Health-Care System Misdiagnoses Problem, Prescribes Wrong Solution

FOR PATIENT SAFETY WEEK


   Hospitals are dangerous places.
   In 1999, the Institute of Medicine issued a shocking report, which found that as many as 98,000 hospital patients are killed every year by preventable medical errors —nine times more than are killed by drunk driving. Unfortunately, experts everywhere agree that hospital deaths from medical mistakes haven’t gone down since the blockbuster IOM study. Compounding matters, growing numbers of incurable infections contracted by patients inside hospitals now claim another 100,000 lives each year.

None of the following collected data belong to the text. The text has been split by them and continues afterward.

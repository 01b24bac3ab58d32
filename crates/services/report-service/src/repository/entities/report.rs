//! Report database entity for SeaORM.

use sea_orm::entity::prelude::*;

use domain::Report;

#[derive(Clone, Debug, PartialEq, Eq, DeriveEntityModel)]
#[sea_orm(table_name = "reports")]
pub struct Model {
    #[sea_orm(primary_key)]
    pub id: i32,
    pub developer_id: i32,
    pub created_at: DateTimeUtc,
}

#[derive(Copy, Clone, Debug, EnumIter, DeriveRelation)]
pub enum Relation {
    #[sea_orm(
        belongs_to = "super::developer::Entity",
        from = "Column::DeveloperId",
        to = "super::developer::Column::Id",
        on_delete = "Cascade"
    )]
    Developer,
    #[sea_orm(has_many = "super::task::Entity")]
    Task,
}

impl Related<super::developer::Entity> for Entity {
    fn to() -> RelationDef {
        Relation::Developer.def()
    }
}

impl Related<super::task::Entity> for Entity {
    fn to() -> RelationDef {
        Relation::Task.def()
    }
}

impl ActiveModelBehavior for ActiveModel {}

impl From<Model> for Report {
    fn from(model: Model) -> Self {
        Report {
            id: model.id,
            developer_id: model.developer_id,
            created_at: model.created_at,
        }
    }
}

   This carnage caused by our so-called “health-care” system must stop, but the overwhelming majority of health-care providers remain dangerously determined to promote an agenda that misdiagnoses the problem and prescribes the wrong solution. While pockets of progress do exist, the path to safer health care is being systematically blocked by a big money coalition that places legal reform, rather than real patient safety reform, at the top of its priorities. The coalition is fronted by hospitals and physician groups but gets generous funding from insurers, drug makers, big tobacco, oil companies and other powerful corporate interests that stand to benefit handsomely by restricting the ability of ordinary citizens to hold them accountable in court. Tort reform benefits insurance companies and big corporations, not ordinary people whose lives and rights remain at risk.

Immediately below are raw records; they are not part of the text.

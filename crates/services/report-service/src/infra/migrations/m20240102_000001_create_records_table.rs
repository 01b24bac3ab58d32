//! Migration: Create records table for opaque payloads.

use sea_orm_migration::prelude::*;

#[derive(DeriveMigrationName)]
pub struct Migration;

#[async_trait::async_trait]
impl MigrationTrait for Migration {
    async fn up(&self, manager: &SchemaManager) -> Result<(), DbErr> {
        manager
            .create_table(
                Table::create()
                    .table(Records::Table)
                    .if_not_exists()
                    .col(
                        ColumnDef::new(Records::Id)
                            .integer()
                            .not_null()
                            .auto_increment()
                            .primary_key(),
                    )
                    .col(ColumnDef::new(Records::Data).text().not_null())
                    .col(
                        ColumnDef::new(Records::CreatedAt)
                            .timestamp_with_time_zone()
                            .not_null()
                            .default(Expr::current_timestamp()),
                    )
                    .to_owned(),
            )
            .await
    }

    async fn down(&self, manager: &SchemaManager) -> Result<(), DbErr> {
        manager
            .drop_table(Table::drop().table(Records::Table).to_owned())
            .await
    }
}

#[derive(DeriveIden)]
enum Records {
    Table,
    Id,
    Data,
    CreatedAt,
}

   Three recent reports illustrate both the failures and dangers of tort reform. In November, the New England Journal of Medicine published a study from North Carolina, which found that over a six-year period, injuries and deaths in hospitals had not decreased. This was attributed largely to a willing failure to implement proven, commonsense strategies such as electronic record-keeping, employing more nurses, and curtailing excess hours to prevent fatigue. Even simple steps such as washing hands were not monitored or enforced.
   Faced with these facts, North Carolina’s medical establishment chose instead to invest in lobbying to limit injured patients’ legal rights and avoid accountability for their deadly mistakes. Unwilling to change their dangerous ways or accept the consequences, the tort reform coalition chose, as it does now in Pennsylvania, to focus its efforts on attacking victims, lawyers and juries.

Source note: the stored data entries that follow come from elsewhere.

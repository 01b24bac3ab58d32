//! Unit of Work pattern implementation.
//!
//! Manages the transaction lifecycle and hands out repositories bound to the
//! open transaction. Every statement issued through a [`TransactionContext`]
//! commits together or not at all.

use std::future::Future;
use std::pin::Pin;
use std::sync::Arc;
use std::time::Duration;

use async_trait::async_trait;
use sea_orm::{
    AccessMode, DatabaseConnection, DatabaseTransaction, IsolationLevel, TransactionTrait,
};
use tokio_util::sync::CancellationToken;

use crate::repository::{
    DeveloperRepository, EntityReader, EntityStore, ProjectRepository, RecordRepository,
    ReportRepository, TaskRepository,
};
use common::{AppError, AppResult};

/// Boxed body of a transaction, borrowing the transaction for `'a`.
pub type TransactionFuture<'a, T> = Pin<Box<dyn Future<Output = AppResult<T>> + Send + 'a>>;

/// Unit of Work trait for dependency injection.
///
/// Note: This trait is not object safe due to generic methods.
/// For testing, mock at the reader level or use the SeaORM mock connection.
#[async_trait]
pub trait UnitOfWork: Send + Sync {
    /// Get the pooled entity reader
    fn reader(&self) -> Arc<dyn EntityReader>;

    /// Execute a closure within a transaction.
    ///
    /// The transaction is committed on success or rolled back on error.
    async fn transaction<F, T>(&self, f: F) -> AppResult<T>
    where
        F: for<'a> FnOnce(TransactionContext<'a>) -> TransactionFuture<'a, T> + Send,
        T: Send;

    /// Execute a closure within a transaction that `cancel` can abort.
    ///
    /// On cancellation the in-flight statement is dropped, the transaction is
    /// rolled back and [`AppError::Cancelled`] is returned.
    async fn transaction_until<F, T>(&self, cancel: CancellationToken, f: F) -> AppResult<T>
    where
        F: for<'a> FnOnce(TransactionContext<'a>) -> TransactionFuture<'a, T> + Send,
        T: Send;
}

/// Transaction context providing repository access within a transaction.
///
/// All repository operations performed through this context are part
/// of the same database transaction.
#[derive(Clone, Copy)]
pub struct TransactionContext<'a> {
    txn: &'a DatabaseTransaction,
}

impl<'a> TransactionContext<'a> {
    fn new(txn: &'a DatabaseTransaction) -> Self {
        Self { txn }
    }

    pub fn developers(&self) -> DeveloperRepository<'a, DatabaseTransaction> {
        DeveloperRepository::new(self.txn)
    }

    pub fn projects(&self) -> ProjectRepository<'a, DatabaseTransaction> {
        ProjectRepository::new(self.txn)
    }

    pub fn reports(&self) -> ReportRepository<'a, DatabaseTransaction> {
        ReportRepository::new(self.txn)
    }

    pub fn tasks(&self) -> TaskRepository<'a, DatabaseTransaction> {
        TaskRepository::new(self.txn)
    }

    pub fn records(&self) -> RecordRepository<'a, DatabaseTransaction> {
        RecordRepository::new(self.txn)
    }
}

/// Concrete implementation of UnitOfWork
pub struct Persistence {
    db: Arc<DatabaseConnection>,
    reader: Arc<EntityStore>,
    write_timeout: Option<Duration>,
}

impl Persistence {
    /// Create new UnitOfWork instance
    pub fn new(db: Arc<DatabaseConnection>) -> Self {
        let reader = Arc::new(EntityStore::new(Arc::clone(&db)));
        Self {
            db,
            reader,
            write_timeout: None,
        }
    }

    /// Bound every transaction by `timeout`; expiry rolls back and reports
    /// the storage as unavailable.
    pub fn with_write_timeout(mut self, timeout: Option<Duration>) -> Self {
        self.write_timeout = timeout;
        self
    }

    /// Internal transaction execution with configurable isolation level
    async fn execute_transaction<F, T>(
        &self,
        isolation: IsolationLevel,
        cancel: CancellationToken,
        f: F,
    ) -> AppResult<T>
    where
        F: for<'a> FnOnce(TransactionContext<'a>) -> TransactionFuture<'a, T> + Send,
        T: Send,
    {
        let txn = self
            .db
            .begin_with_config(Some(isolation), Some(AccessMode::ReadWrite))
            .await
            .map_err(|e| AppError::from_db("begin", e))?;

        // The body borrows `txn`; it is dropped at the end of this block, so a
        // cancelled or timed-out body never outlives the transaction.
        let outcome = {
            let body = f(TransactionContext::new(&txn));
            tokio::select! {
                biased;
                _ = cancel.cancelled() => Err(AppError::Cancelled),
                _ = expiry(self.write_timeout) => {
                    Err(AppError::unavailable("transaction deadline exceeded"))
                }
                result = body => result,
            }
        };

        match outcome {
            Ok(result) => {
                txn.commit()
                    .await
                    .map_err(|e| AppError::from_db("commit", e))?;
                Ok(result)
            }
            Err(e) => {
                tracing::warn!(code = e.code(), error = %e, "Rolling back transaction");
                // Dropping an open transaction also rolls back, so a failed
                // explicit rollback still leaves nothing committed.
                if let Err(rollback_err) = txn.rollback().await {
                    tracing::error!("Transaction rollback failed: {}", rollback_err);
                }
                Err(e)
            }
        }
    }
}

/// Resolves once `timeout` has elapsed, or never.
async fn expiry(timeout: Option<Duration>) {
    match timeout {
        Some(timeout) => tokio::time::sleep(timeout).await,
        None => std::future::pending::<()>().await,
    }
}

#[async_trait]
impl UnitOfWork for Persistence {
    fn reader(&self) -> Arc<dyn EntityReader> {
        self.reader.clone()
    }

    async fn transaction<F, T>(&self, f: F) -> AppResult<T>
    where
        F: for<'a> FnOnce(TransactionContext<'a>) -> TransactionFuture<'a, T> + Send,
        T: Send,
    {
        self.execute_transaction(IsolationLevel::ReadCommitted, CancellationToken::new(), f)
            .await
    }

    async fn transaction_until<F, T>(&self, cancel: CancellationToken, f: F) -> AppResult<T>
    where
        F: for<'a> FnOnce(TransactionContext<'a>) -> TransactionFuture<'a, T> + Send,
        T: Send,
    {
        self.execute_transaction(IsolationLevel::ReadCommitted, cancel, f)
            .await
    }
}

/// Simpler API for executing transactional operations.
///
/// This helper macro reduces boilerplate when using transactions.
#[macro_export]
macro_rules! with_transaction {
    ($uow:expr, |$ctx:ident| $body:expr) => {
        $uow.transaction(|$ctx| Box::pin(async move { $body })).await
    };
}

   A just-released report from New York City has a more encouraging message for advocates of prevention. There, obstetricians at a single hospital cut their lawsuit exposure by 99 percent simply by doing things that hospitals virtually everywhere have ignored. They began using electronic charts to improve communication, they hired a safety nurse to educate staff on protocols, and they hired additional physician’s assistants to reduce excessive on-call hours. Despite the demonstrated success of such a program aimed at the problem (errors) rather than the symptom (lawsuits), New York’s health-care and insurance lobbies are pressing for tort reform instead of real reform.
   Finally, a report last month from California − a state that has long had the most draconian lawsuit limits − shows how tort reform primarily benefits the insurance industry. Records from several medical liability insurers revealed that some companies incredibly paid out as little as 2 to 3 percent of the premiums they collected from doctors to deserving victims of malpractice. The largest malpractice insurer paid out only 10 percent. That means the insurance companies pocketed most of the benefits from not having to pay for mistakes. Meanwhile, thousands of legitimate victims of malpractice have been left without any hope of seeing justice done.
   In Pennsylvania, since a host of lawsuit restrictions were imposed in 2002, insurance companies have charged our state’s doctors $1.5 billion more in premiums than they paid out in compensation, but have offered only minimal rate relief.  Meanwhile lawsuits have plummeted more than 40 percent, but patient errors remain on the rise. Last year, Pennsylvania hospitals admitted to nearly a quarter of a million “adverse events” where patient safety was compromised.
   This is Patient Safety Awareness Week. So when you pass a billboard or see a large  paid advertisement claiming that a certain hospital is better at one procedure or another, ask yourself why no hospital will ever tell you how it’s doing on reducing medical mistakes or unnecessary deaths. And ask yourself why they spend so much time, money and effort trying to limit your rights rather than limiting the harms and suffering they so often cause.